Henry then went on to say that THIS was the place he took anyone in his congregation to who was struggling with addiction, sickness, suffering, sin temptations and God was NOT taking “it” away.
He has Moses stick a bronze pole, with of all things, the very thing that was causing them suffering and pain and death, to what…. to look to Him to deliver them. Why a snake?! Of all the creatures of the earth to be on the pole, whyyyy the thing that was killing them?!
It reminds them of their judgment.
And my notes were so good on Saturday, I am copying some of them right here. This is why God gives a way to be healed but doesn’t take away the snakes.
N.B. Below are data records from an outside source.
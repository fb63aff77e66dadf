// ===============================
// src/recorder.rs
// ===============================
//
// JSONL recorder for order/account/risk events:
// - appends each Event to a .jsonl file
// - BufWriter to keep syscalls down, flushed every 1s or every 1000 events
// - creates the parent directory if missing; reopens the file on write errors
//
// Enable by setting RECORD_FILE=/path/to/events.jsonl.

use std::path::Path;
use tokio::{
    fs::{self, OpenOptions},
    io::{AsyncWriteExt, BufWriter},
    sync::mpsc,
    time::{interval, Duration, MissedTickBehavior},
};
use tracing::{error, info};

use crate::domain::Event;

async fn open_writer(path: &str) -> BufWriter<tokio::fs::File> {
    if let Some(parent) = Path::new(path).parent() {
        if !parent.as_os_str().is_empty() {
            if let Err(e) = fs::create_dir_all(parent).await {
                error!(?e, %path, "recorder: create_dir_all failed");
            }
        }
    }
    let file = OpenOptions::new()
        .create(true)
        .append(true)
        .open(path)
        .await
        .unwrap_or_else(|e| panic!("recorder: open {} failed: {}", path, e));

    BufWriter::new(file)
}

pub async fn run(mut rx: mpsc::Receiver<Event>, path: String) {
    info!(%path, "recorder: started");
    let mut writer = open_writer(&path).await;

    let mut tick = interval(Duration::from_secs(1));
    tick.set_missed_tick_behavior(MissedTickBehavior::Delay);

    let mut since_last_flush: u32 = 0;
    const FLUSH_EVERY_N_EVENTS: u32 = 1000;

    loop {
        tokio::select! {
            maybe_ev = rx.recv() => {
                match maybe_ev {
                    Some(ev) => {
                        let line = match serde_json::to_string(&ev) {
                            Ok(s) => s,
                            Err(e) => {
                                error!(?e, "recorder: serialize error, skip event");
                                continue;
                            }
                        };

                        if let Err(e) = writer.write_all(line.as_bytes()).await {
                            error!(?e, "recorder: write failed, attempting reopen");
                            writer = open_writer(&path).await;
                            if let Err(e2) = writer.write_all(line.as_bytes()).await {
                                error!(?e2, "recorder: write failed again after reopen, drop event");
                                continue;
                            }
                        }
                        if let Err(e) = writer.write_all(b"\n").await {
                            error!(?e, "recorder: write newline failed, attempting reopen");
                            writer = open_writer(&path).await;
                            let _ = writer.write_all(b"\n").await;
                        }

                        since_last_flush += 1;
                        if since_last_flush >= FLUSH_EVERY_N_EVENTS {
                            let _ = writer.flush().await;
                            since_last_flush = 0;
                        }
                    }
                    None => {
                        let _ = writer.flush().await;
                        info!("recorder: channel closed, stopped");
                        break;
                    }
                }
            }

            _ = tick.tick() => {
                let _ = writer.flush().await;
                since_last_flush = 0;
            }
        }
    }
}
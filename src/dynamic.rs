// ===============================
// src/dynamic.rs
// ===============================
//
// Adaptive quoting thresholds. Each instrument keeps a rolling window of
// recent reference prices; the range-over-price of that window widens the
// order spacing and loosens the profitability bar in choppy markets.

use std::collections::VecDeque;
use std::sync::{Arc, RwLock};

use tokio::time::{interval, Duration, MissedTickBehavior};
use tracing::debug;

use crate::context::AppState;
use crate::metrics::{ADJUSTED_FORGIVE, ADJUSTED_GAP_SIZE};

pub const WINDOW_CAPACITY: usize = 3_000;
pub const WARMUP_SAMPLES: usize = 300;
pub const RECOMPUTE_INTERVAL_MS: u64 = 100;

#[derive(Debug, Clone, Copy)]
pub struct QuoteTuning {
    pub gap_size_percent: f64,
    pub spread_times: f64,
    pub forgive_percent: f64,
    pub exponent_base: f64,
    pub exponent_power: f64,
    pub denominator: f64,
    pub min_accuracy: f64,
}

struct DynInner {
    prices: VecDeque<f64>,
    adjusted_gap_size: f64,
    adjusted_forgive_percent: f64,
}

pub struct DynamicParams {
    inner: RwLock<DynInner>,
}

impl DynamicParams {
    pub fn new(forgive_percent: f64) -> DynamicParams {
        DynamicParams {
            inner: RwLock::new(DynInner {
                prices: VecDeque::with_capacity(WINDOW_CAPACITY),
                adjusted_gap_size: 0.0,
                adjusted_forgive_percent: forgive_percent,
            }),
        }
    }

    /// Append a reference price, dropping the oldest sample once the window
    /// is full. Prices at or below the accuracy floor are ignored.
    pub fn observe(&self, reference_price: f64, min_accuracy: f64) {
        if reference_price <= min_accuracy {
            return;
        }
        let mut inner = self.inner.write().unwrap();
        if inner.prices.len() == WINDOW_CAPACITY {
            inner.prices.pop_front();
        }
        inner.prices.push_back(reference_price);
    }

    /// Pure given the window contents: below warm-up the static defaults
    /// apply; beyond it the range-over-price spread scales both thresholds.
    pub fn recompute(&self, reference_price: f64, tuning: &QuoteTuning) {
        if reference_price <= tuning.min_accuracy {
            return;
        }
        let mut inner = self.inner.write().unwrap();
        let gap_size = tuning.gap_size_percent * reference_price;

        if inner.prices.len() < WARMUP_SAMPLES {
            inner.adjusted_gap_size = gap_size;
            inner.adjusted_forgive_percent = tuning.forgive_percent;
            return;
        }

        let mut max = f64::MIN;
        let mut min = f64::MAX;
        for &p in inner.prices.iter() {
            if p > max { max = p; }
            if p < min { min = p; }
        }
        let spread = (max - min) / reference_price;
        inner.adjusted_gap_size = gap_size + gap_size * spread * tuning.spread_times;
        inner.adjusted_forgive_percent = tuning.forgive_percent
            - (spread / tuning.exponent_base).powf(tuning.exponent_power) / tuning.denominator;
    }

    /// (adjusted gap size, adjusted forgive percent). Gap size is 0 until the
    /// first recompute with a live reference price.
    pub fn values(&self) -> (f64, f64) {
        let inner = self.inner.read().unwrap();
        (inner.adjusted_gap_size, inner.adjusted_forgive_percent)
    }

    pub fn window_len(&self) -> usize {
        self.inner.read().unwrap().prices.len()
    }
}

impl QuoteTuning {
    pub fn from_config(cfg: &crate::config::Config) -> QuoteTuning {
        QuoteTuning {
            gap_size_percent: cfg.gap_size_percent,
            spread_times: cfg.spread_times,
            forgive_percent: cfg.forgive_percent,
            exponent_base: cfg.exponent_base,
            exponent_power: cfg.exponent_power,
            denominator: cfg.denominator,
            min_accuracy: cfg.min_accuracy,
        }
    }
}

/// Periodic refresh across all instruments. The own-book bid is the reference
/// price, same as the quoting path.
pub async fn run(state: Arc<AppState>) {
    let tuning = QuoteTuning::from_config(&state.cfg);
    let mut tick = interval(Duration::from_millis(RECOMPUTE_INTERVAL_MS));
    tick.set_missed_tick_behavior(MissedTickBehavior::Delay);

    loop {
        tick.tick().await;
        for symbol in &state.cfg.symbols {
            let (Some(ctx), Some(params)) = (state.context(symbol), state.dynamics.get(symbol))
            else {
                continue;
            };
            let reference = ctx.snapshot().bid_price;
            if reference <= tuning.min_accuracy {
                continue;
            }
            params.observe(reference, tuning.min_accuracy);
            params.recompute(reference, &tuning);

            let (gap, forgive) = params.values();
            ADJUSTED_GAP_SIZE.with_label_values(&[symbol]).set(gap);
            ADJUSTED_FORGIVE.with_label_values(&[symbol]).set(forgive);
            debug!(symbol = %symbol, gap, forgive, window = params.window_len(), "dynamic refresh");
        }
    }
}

#[cfg(test)]
mod tests {
    use super::*;

    fn tuning() -> QuoteTuning {
        QuoteTuning {
            gap_size_percent: 0.0002,
            spread_times: 10.0,
            forgive_percent: 1.0005,
            exponent_base: 100.0,
            exponent_power: 0.75,
            denominator: 4.0,
            min_accuracy: 0.0001,
        }
    }

    #[test]
    fn warmup_uses_static_gap() {
        let params = DynamicParams::new(1.0005);
        let t = tuning();
        for _ in 0..WARMUP_SAMPLES - 1 {
            params.observe(50_000.0, t.min_accuracy);
        }
        params.recompute(50_000.0, &t);
        let (gap, forgive) = params.values();
        assert_eq!(gap, 0.0002 * 50_000.0);
        assert_eq!(forgive, 1.0005);
    }

    #[test]
    fn spread_widens_gap_and_loosens_forgive() {
        let params = DynamicParams::new(1.0005);
        let t = tuning();
        for i in 0..WARMUP_SAMPLES {
            // prices ranging 50_000..=50_299
            params.observe(50_000.0 + i as f64, t.min_accuracy);
        }
        params.recompute(50_000.0, &t);
        let (gap, forgive) = params.values();

        let base_gap = 0.0002 * 50_000.0;
        let spread = 299.0 / 50_000.0;
        assert!((gap - (base_gap + base_gap * spread * 10.0)).abs() < 1e-9);
        let expected_forgive = 1.0005 - (spread / 100.0_f64).powf(0.75) / 4.0;
        assert!((forgive - expected_forgive).abs() < 1e-12);
        assert!(forgive < 1.0005);
    }

    #[test]
    fn window_is_bounded() {
        let params = DynamicParams::new(1.0005);
        let t = tuning();
        for i in 0..(WINDOW_CAPACITY + 500) {
            params.observe(50_000.0 + i as f64, t.min_accuracy);
        }
        assert_eq!(params.window_len(), WINDOW_CAPACITY);
    }

    #[test]
    fn accuracy_floor_filters_observations() {
        let params = DynamicParams::new(1.0005);
        let t = tuning();
        params.observe(0.0, t.min_accuracy);
        params.observe(-1.0, t.min_accuracy);
        assert_eq!(params.window_len(), 0);
        // recompute with a garbage reference is a no-op
        params.recompute(0.0, &t);
        assert_eq!(params.values().0, 0.0);
    }
}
“God wants you to live a simple, holy life in the midst of sin. God intends for us to learn to live faithfully in the midst of sin. He is more interested in us learning to live faithfully than for us to be freed from something. He wants to develop trust, reliance and faith in us. He overwhelmingly doesn’t work transformation by removing the sin or temptation but by enabling us to live faithfully in the midst of it.”
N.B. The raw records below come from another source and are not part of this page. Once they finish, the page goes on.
#[cfg(test)]
mod tests {
    use super::*;
    use crate::config::Config;
    use crate::context::format_price_key;
    use crate::domain::ProductType;

    fn test_state() -> Arc<AppState> {
        let cfg: Config = serde_json::from_str(
            r#"{
                "exchange": "Binance",
                "symbols": ["BTCUSD_PERP"],
                "symbol_configs": {
                    "BTCUSD_PERP": {
                        "contract_num": 1.0,
                        "base_asset": "BTC",
                        "quote_asset": "USDT",
                        "cont": 100.0,
                        "leverage": 20.0,
                        "max_contract_num": 10.0,
                        "min_hedge_size": 1.0,
                        "precision": [4, 1],
                        "effective_num": 0.0
                    }
                },
                "max_order_num": 3,
                "max_order_one_step": 2,
                "gap_size_percent": 0.0002,
                "gap_size_k": 1.0,
                "forgive_percent": 1.0005,
                "ticker_shift": 0.0,
                "cancel_shift": 0.0,
                "commission": 0.0001,
                "loss": 0.0
            }"#,
        )
        .unwrap();
        AppState::new(cfg)
    }

    fn prime_prices(state: &AppState, now_ms: i64) {
        // own book at 50000/50001, companions comfortably above the ladder
        let ctx = state.context("BTCUSD_PERP").unwrap();
        ctx.apply_quote(50_000.0, 10.0, 50_001.0, 10.0, state.cfg.min_accuracy, 0.0, now_ms);

        let spot = format_price_key("Binance", "BTCUSD_PERP", ProductType::Spot);
        let futures = format_price_key("Binance", "BTCUSD_PERP", ProductType::Futures);
        state
            .prices
            .update(&spot, 50_050.0, 5.0, 50_051.0, 5.0, state.cfg.min_accuracy, now_ms);
        state
            .prices
            .update(&futures, 50_050.0, 5.0, 50_051.0, 5.0, state.cfg.min_accuracy, now_ms);

        let params = state.dynamics.get("BTCUSD_PERP").unwrap();
        params.recompute(
            50_000.0,
            &crate::dynamic::QuoteTuning::from_config(&state.cfg),
        );
    }

    #[test]
    fn ladder_prices_are_strictly_monotonic() {
        let step = 10.0;
        let mut last_buy = f64::MAX;
        let mut last_sell = f64::MIN;
        for i in 1..=20 {
            let buy = ladder_price(50_000.0, i, step, Side::Buy);
            let sell = ladder_price(50_000.0, i, step, Side::Sell);
            assert!(buy < last_buy);
            assert!(sell > last_sell);
            last_buy = buy;
            last_sell = sell;
        }
    }

    #[test]
    fn first_buy_target_at_one_gap_below_bid() {
        let state = test_state();
        let now_ms = timestamp_ms();
        prime_prices(&state, now_ms);

        // warm-up: adjusted gap = 0.0002 * 50000 = 10
        let planned = plan_side(&state, "BTCUSD_PERP", Side::Buy, now_ms);
        assert!(!planned.is_empty());
        assert_eq!(planned[0].price, 49_990.0);
        assert!(planned.len() <= state.cfg.max_order_one_step);
    }

    #[test]
    fn quoting_suspended_when_risk_not_ok() {
        let state = test_state();
        let now_ms = timestamp_ms();
        prime_prices(&state, now_ms);
        state
            .context("BTCUSD_PERP")
            .unwrap()
            .set_risk(crate::context::RiskState::Stale);
        assert!(plan_side(&state, "BTCUSD_PERP", Side::Buy, now_ms).is_empty());
    }

    #[test]
    fn quoting_suspended_on_stale_companion() {
        let state = test_state();
        let now_ms = timestamp_ms();
        prime_prices(&state, now_ms);
        // evaluate 20s later without a companion refresh
        assert!(plan_side(&state, "BTCUSD_PERP", Side::Buy, now_ms + 20_000).is_empty());
    }

    #[test]
    fn in_range_levels_are_not_requoted() {
        let state = test_state();
        let now_ms = timestamp_ms();
        prime_prices(&state, now_ms);

        let first = plan_side(&state, "BTCUSD_PERP", Side::Buy, now_ms);
        let books = state.side_books("BTCUSD_PERP").unwrap();
        for order in &first {
            let mut o = order.clone();
            o.client_order_id = next_client_order_id();
            books.buy.add(o);
        }
        let second = plan_side(&state, "BTCUSD_PERP", Side::Buy, now_ms);
        for order in &second {
            assert!(first.iter().all(|f| (f.price - order.price).abs() > 1e-9));
        }
    }

    #[test]
    fn position_bound_blocks_new_buys() {
        let state = test_state();
        let now_ms = timestamp_ms();
        prime_prices(&state, now_ms);
        state.set_position("BTCUSD_PERP", 10.0, None);
        assert!(plan_side(&state, "BTCUSD_PERP", Side::Buy, now_ms).is_empty());
        // the sell side is still free to quote
        assert!(!plan_side(&state, "BTCUSD_PERP", Side::Sell, now_ms).is_empty());
    }

    #[test]
    fn unprofitable_ladder_stays_within_hard_cap() {
        let state = test_state();
        let now_ms = timestamp_ms();
        prime_prices(&state, now_ms);
        // companion prices far below every buy target: nothing profitable
        let spot = format_price_key("Binance", "BTCUSD_PERP", ProductType::Spot);
        let futures = format_price_key("Binance", "BTCUSD_PERP", ProductType::Futures);
        state
            .prices
            .update(&spot, 40_000.0, 5.0, 40_001.0, 5.0, state.cfg.min_accuracy, now_ms);
        state
            .prices
            .update(&futures, 40_000.0, 5.0, 40_001.0, 5.0, state.cfg.min_accuracy, now_ms);
        // terminates (hard cap) and plans nothing
        assert!(plan_side(&state, "BTCUSD_PERP", Side::Buy, now_ms).is_empty());
    }

    #[tokio::test]
    async fn economic_sweep_issues_one_cancel_all() {
        let state = test_state();
        let now_ms = timestamp_ms();
        prime_prices(&state, now_ms);
        let (cmd_tx, mut cmd_rx) = mpsc::channel(8);

        // resting buy near the touch
        let books = state.side_books("BTCUSD_PERP").unwrap();
        books.buy.add(Order {
            symbol: "BTCUSD_PERP".to_string(),
            side: Side::Buy,
            price: 49_999.0,
            volume: 1.0,
            client_order_id: "1".to_string(),
            exchange_order_id: String::new(),
            created_at: 0,
            status: OrderStatus::Created,
            base_asset: "BTC".to_string(),
            quote_asset: "USDT".to_string(),
            precision: (4, 1),
        });

        // spot collapses: profit ratio goes deeply negative
        let spot = format_price_key("Binance", "BTCUSD_PERP", ProductType::Spot);
        state
            .prices
            .update(&spot, 49_900.0, 5.0, 49_901.0, 5.0, state.cfg.min_accuracy, now_ms);

        cancel_orders(&state, &cmd_tx, "BTCUSD_PERP");
        match cmd_rx.try_recv() {
            Ok(GatewayCommand::CancelAll { symbol }) => assert_eq!(symbol, "BTCUSD_PERP"),
            other => panic!("expected CancelAll, got {:?}", other),
        }

        // within the 200ms spacing the sweep is suppressed
        cancel_orders(&state, &cmd_tx, "BTCUSD_PERP");
        assert!(cmd_rx.try_recv().is_err());
    }

    #[tokio::test]
    async fn far_orders_are_cancelled_in_batches() {
        let state = test_state();
        let (cmd_tx, mut cmd_rx) = mpsc::channel(8);
        let books = state.side_books("BTCUSD_PERP").unwrap();
        // max_order_num = 3; rest 5 buys -> the two lowest are excess
        for i in 0..5 {
            books.buy.add(Order {
                symbol: "BTCUSD_PERP".to_string(),
                side: Side::Buy,
                price: 49_900.0 + i as f64 * 10.0,
                volume: 1.0,
                client_order_id: format!("b{i}"),
                exchange_order_id: String::new(),
                created_at: 0,
                status: OrderStatus::Created,
                base_asset: "BTC".to_string(),
                quote_asset: "USDT".to_string(),
                precision: (4, 1),
            });
        }

        cancel_far_orders(&state, &cmd_tx, "BTCUSD_PERP");
        match cmd_rx.try_recv() {
            Ok(GatewayCommand::CancelByClientIds { ids, .. }) => {
                assert_eq!(ids, vec!["b0".to_string(), "b1".to_string()]);
            }
            other => panic!("expected CancelByClientIds, got {:?}", other),
        }
    }

    #[tokio::test]
    async fn dispatch_assigns_ids_and_books_orders() {
        let state = test_state();
        let now_ms = timestamp_ms();
        prime_prices(&state, now_ms);
        let (cmd_tx, mut cmd_rx) = mpsc::channel(8);

        let planned = plan_side(&state, "BTCUSD_PERP", Side::Buy, now_ms);
        let count = planned.len();
        assert!(count > 0);
        dispatch_orders(&state, &cmd_tx, planned);

        let books = state.side_books("BTCUSD_PERP").unwrap();
        assert_eq!(books.buy.size(), count);
        for order in books.buy.snapshot() {
            assert!(!order.client_order_id.is_empty());
            assert_eq!(order.status, OrderStatus::New);
        }
        assert!(matches!(
            cmd_rx.try_recv(),
            Ok(GatewayCommand::PlaceLimitPostOnly(_))
        ));
    }
}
God is not taking away the health problem or the addiction or whatever else we pray for because he wants us to remember, without him, we face judgment for our sin. Our sicknesses aren’t sin but they do remind us of the broken, fallen world we are in which is under a curse because of disobedience to God and part of the curse is brokenness, suffering, and sickness because the world is not whole. It is not better yet because sin is still here and it leads to judgment. We are all under it.
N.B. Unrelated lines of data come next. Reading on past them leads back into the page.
// ===============================
// src/gateway.rs
// ===============================
//
// Consumes GatewayCommands from the bounded queue the quoter/risk tasks feed.
// The API budget is a token bucket; the configured policy decides whether an
// exhausted bucket waits or drops. The mock venue acknowledges placements and
// answers cancels with synthetic order events, which keeps the whole
// reconciliation loop exercisable without network access.

use std::sync::Arc;

use tokio::sync::{mpsc, Mutex};
use tokio::time::{sleep, Duration, Instant};
use tracing::{debug, warn};

use crate::config::LimitProcess;
use crate::context::AppState;
use crate::domain::{GatewayCommand, Order, OrderStatus, OrderUpdate, Side};
use crate::metrics::GATEWAY_DROPPED;

pub const POOL_WORKERS: usize = 4;

pub struct TokenBucket {
    capacity: f64,
    tokens: f64,
    refill_per_s: f64,
    last_refill: Instant,
}

impl TokenBucket {
    pub fn new(rate_per_s: u32) -> TokenBucket {
        let capacity = rate_per_s.max(1) as f64;
        TokenBucket {
            capacity,
            tokens: capacity,
            refill_per_s: capacity,
            last_refill: Instant::now(),
        }
    }

    fn refill(&mut self, now: Instant) {
        let elapsed = now.duration_since(self.last_refill).as_secs_f64();
        self.tokens = (self.tokens + elapsed * self.refill_per_s).min(self.capacity);
        self.last_refill = now;
    }

    pub fn try_take(&mut self, now: Instant) -> bool {
        self.refill(now);
        if self.tokens >= 1.0 {
            self.tokens -= 1.0;
            true
        } else {
            false
        }
    }

    fn time_until_token(&self) -> Duration {
        let missing = (1.0 - self.tokens).max(0.0);
        Duration::from_secs_f64(missing / self.refill_per_s)
    }
}

pub struct RateLimiter {
    bucket: Mutex<TokenBucket>,
    policy: LimitProcess,
}

impl RateLimiter {
    pub fn new(rate_per_s: u32, policy: LimitProcess) -> Arc<RateLimiter> {
        Arc::new(RateLimiter { bucket: Mutex::new(TokenBucket::new(rate_per_s)), policy })
    }

    /// True when a token was obtained. Under the Drop policy a dry bucket
    /// returns false immediately; under Wait this sleeps until refilled.
    pub async fn acquire(&self) -> bool {
        loop {
            let wait = {
                let mut bucket = self.bucket.lock().await;
                if bucket.try_take(Instant::now()) {
                    return true;
                }
                match self.policy {
                    LimitProcess::Drop => {
                        GATEWAY_DROPPED.inc();
                        return false;
                    }
                    LimitProcess::Wait => bucket.time_until_token(),
                }
            };
            sleep(wait).await;
        }
    }
}

fn failed_update(order: &Order) -> OrderUpdate {
    OrderUpdate {
        exchange: "Mock".to_string(),
        symbol: order.symbol.clone(),
        client_order_id: order.client_order_id.clone(),
        exchange_order_id: order.exchange_order_id.clone(),
        side: order.side,
        status: OrderStatus::Failed,
        filled_price: 0.0,
        filled_volume: 0.0,
    }
}

/// Mock venue: one consumer, acks placements after a latency, answers
/// cancel-alls by cancelling every open order it finds in the local books.
pub async fn run_mock_venue(
    state: Arc<AppState>,
    mut cmd_rx: mpsc::Receiver<GatewayCommand>,
    order_tx: mpsc::Sender<OrderUpdate>,
    limiter: Arc<RateLimiter>,
    latency_ms: u64,
) {
    while let Some(cmd) = cmd_rx.recv().await {
        if !limiter.acquire().await {
            match &cmd {
                GatewayCommand::PlaceLimitPostOnly(order) | GatewayCommand::PlaceMarket(order) => {
                    warn!(client_id = %order.client_order_id, "API budget dry, placement dropped");
                    let _ = order_tx.send(failed_update(order)).await;
                }
                _ => debug!("API budget dry, cancel dropped"),
            }
            continue;
        }

        sleep(Duration::from_millis(latency_ms)).await;
        match cmd {
            GatewayCommand::PlaceLimitPostOnly(order) => {
                let exchange_id = format!("M{}", order.client_order_id);
                let mut ack = failed_update(&order);
                ack.exchange_order_id = exchange_id;
                ack.status = OrderStatus::Create;
                let _ = order_tx.send(ack.clone()).await;
                ack.status = OrderStatus::Created;
                let _ = order_tx.send(ack).await;
            }
            GatewayCommand::PlaceMarket(order) => {
                // market orders fill at their reference price right away
                let mut fill = failed_update(&order);
                fill.exchange_order_id = format!("M{}", order.client_order_id);
                fill.status = OrderStatus::Filled;
                fill.filled_price = order.price;
                fill.filled_volume = order.volume;
                let _ = order_tx.send(fill).await;
            }
            GatewayCommand::CancelAll { symbol } => {
                let Some(books) = state.side_books(&symbol) else { continue };
                for (side, book) in
                    [(Side::Buy, &books.buy), (Side::Sell, &books.sell)]
                {
                    for order in book.open_orders() {
                        let _ = order_tx
                            .send(OrderUpdate {
                                exchange: "Mock".to_string(),
                                symbol: symbol.clone(),
                                client_order_id: order.client_order_id.clone(),
                                exchange_order_id: order.exchange_order_id.clone(),
                                side,
                                status: OrderStatus::Canceled,
                                filled_price: 0.0,
                                filled_volume: 0.0,
                            })
                            .await;
                    }
                }
            }
            GatewayCommand::CancelByClientIds { symbol, ids } => {
                for id in ids {
                    let Some(order) = state.find_order(&symbol, &id) else { continue };
                    let _ = order_tx
                        .send(OrderUpdate {
                            exchange: "Mock".to_string(),
                            symbol: symbol.clone(),
                            client_order_id: id,
                            exchange_order_id: order.exchange_order_id.clone(),
                            side: order.side,
                            status: OrderStatus::Canceled,
                            filled_price: 0.0,
                            filled_volume: 0.0,
                        })
                        .await;
                }
            }
        }
    }
}

/// Fan a single command receiver out to a fixed pool of Binance workers.
/// Queue capacity plus pool size bound the number of in-flight API calls.
pub fn spawn_binance_pool(
    state: Arc<AppState>,
    client: Arc<crate::gateway_binance::BinanceClient>,
    cmd_rx: mpsc::Receiver<GatewayCommand>,
    order_tx: mpsc::Sender<OrderUpdate>,
    limiter: Arc<RateLimiter>,
) {
    let shared_rx = Arc::new(Mutex::new(cmd_rx));
    for worker in 0..POOL_WORKERS {
        let state = state.clone();
        let client = client.clone();
        let rx = shared_rx.clone();
        let order_tx = order_tx.clone();
        let limiter = limiter.clone();
        tokio::spawn(async move {
            crate::gateway_binance::run_worker(worker, state, client, rx, order_tx, limiter).await;
        });
    }
}

#[cfg(test)]
mod tests {
    use super::*;

    #[tokio::test]
    async fn bucket_drains_and_refills() {
        let mut bucket = TokenBucket::new(2);
        let now = Instant::now();
        assert!(bucket.try_take(now));
        assert!(bucket.try_take(now));
        assert!(!bucket.try_take(now));
        // one second later the bucket is full again
        assert!(bucket.try_take(now + Duration::from_secs(1)));
    }

    #[tokio::test]
    async fn drop_policy_refuses_when_dry() {
        let limiter = RateLimiter::new(1, LimitProcess::Drop);
        assert!(limiter.acquire().await);
        assert!(!limiter.acquire().await);
    }

    #[tokio::test]
    async fn wait_policy_eventually_acquires() {
        let limiter = RateLimiter::new(10, LimitProcess::Wait);
        for _ in 0..12 {
            assert!(limiter.acquire().await);
        }
    }
}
But the rhythms of following Jesus are turning to him as provision. You fail, turn to him. Repent. Walk away from the temptation, ask Jesus for help. This is the normal route of discipleship (a word that means following and learning after Jesus). The sickness that doesn’t go away? Don’t lose hope. He is near.
If he never heals the mind of the mentally ill, he wants us to live a simple holy life in the midst of all of the brokenness, where mental freedom and health have not yet come. How do those around them learn to walk faithfully in the midst of profound brokenness? It might be for that person to learn to depend on Jesus in the midst of it. But it also might be for those of us most directly affected. The mental health is not likely going to get better… but what does trust, reliance and faith in the God who is look like?
I am so bad at that. Today I felt like a faithless woman. Just mad. I want to be treated well. I don’t want to suffer because someone has decided they don’t need medication that the rest of the world knows they need. Talking to Jesus about all of this has been the last thing I have done today. Honest.
We ended class being reminded of what I was familiar with, that the bronze snake on a pole was a foreshadowing of Jesus:
“And as Moses lifted up the serpent in the wilderness, so must the Son of Man be lifted up, that whoever believes in him may have eternal life.” – John 3:14-15
What a crazy story God was weaving out. The provision for the way out in Moses’ time was this weird pole, but the bigger provision was Jesus. God on the cross who became sin for us. So that God the Father could judge all the wickedness we do and all the addictions that are our masters instead of God. The snake on a pole reminded them of their judgment and God’s provision, but pointed to a bigger pole. The Cross tells us there is a provision for our judgment: Jesus judged instead.
All the brokenness in sickness and death and mental health issues, that is not sin yet part of the brokenness of this world because of the Fall and the broken nature of this whole realm would not be finished that day. But like the snake would be a provision for the grumbling Israelites to put their hope in God as their deliverer. We look to the cross and put our hope in Jesus as the deliverer, who one day, in his new creation, will wipe out all brokenness of mind and body and put us together when it is all restored.
And until then, when it is not restored yet, we talk to Jesus through every ailment, brokenness, mind confusing delusion, every lust issue, every sin that holds us and tempts to pull us away from gazing on Jesus and we ask Jesus for his provision to help us be faithful and walk with him, even when he doesn’t take “it” away.
And we practice repentance and grace and God’s granting us mercy at the foot of the cross.